Neural and neurocognitive markers of vulnerability to gambling disorder: a study of unaffected siblings (2019)

Neuropsychopharmacology. 2019 Oct 9. doi: 10.1038/s41386-019-0534-1.

Limbrick-Oldfield EH1,2, Mick I3,4, Cocks RE5,3, Flechais RSA3, Turton S3, Lingford-Hughes A3, Bowden-Jones H6, Clark L7,8.
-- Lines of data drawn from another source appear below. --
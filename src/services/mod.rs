pub mod content_acquirer;
pub mod html_wrapper;
pub mod logic_injector;
pub mod module_splitter;
pub mod request_evaluator;

pub use content_acquirer::{AcquiredContent, AcquisitionMode, ContentAcquirer};
pub use logic_injector::LogicInjector;
pub use module_splitter::{split, SplitModule, LOGIC_MARKER};
pub use request_evaluator::{EvaluatedRequest, RequestEvaluator};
Psychological and neurobiological markers in individuals with gambling disorder (GD) could reflect transdiagnostic vulnerability to addiction or neuroadaptive consequences of long-term gambling. Using an endophenotypic approach to identify vulnerability markers, we tested the biological relatives of cases with GD. Male participants seeking treatment for GD (n = 20) were compared with a male control group (n = 18). Biological siblings of cases with GD (n = 17, unrelated to the current GD group) were compared with a separate control group (n = 19) that overlapped partially with the GD control group. Participants completed a comprehensive assessment of clinical scales, neurocognitive functioning, and fMRI of unexpected financial reward. The GD group displayed elevated levels of self-report impulsivity and delay discounting, and increased risk-taking on the Cambridge Gamble Task. We did not observe impaired motor impulsivity on the stop-signal task. Siblings of GD showed some overlapping effects; namely, elevated impulsivity (negative urgency) and increased risk-taking on the Cambridge Gamble Task. We did not observe any differences in the neural response to win outcomes, either in the GD or sibling analysis compared with their control group. Within the GD group, activity in the thalamus and caudate correlated negatively with gambling severity. Increased impulsivity and risk-taking in GD are present in biological relatives of cases with GD, suggesting these markers may represent pre-existing vulnerability to GD.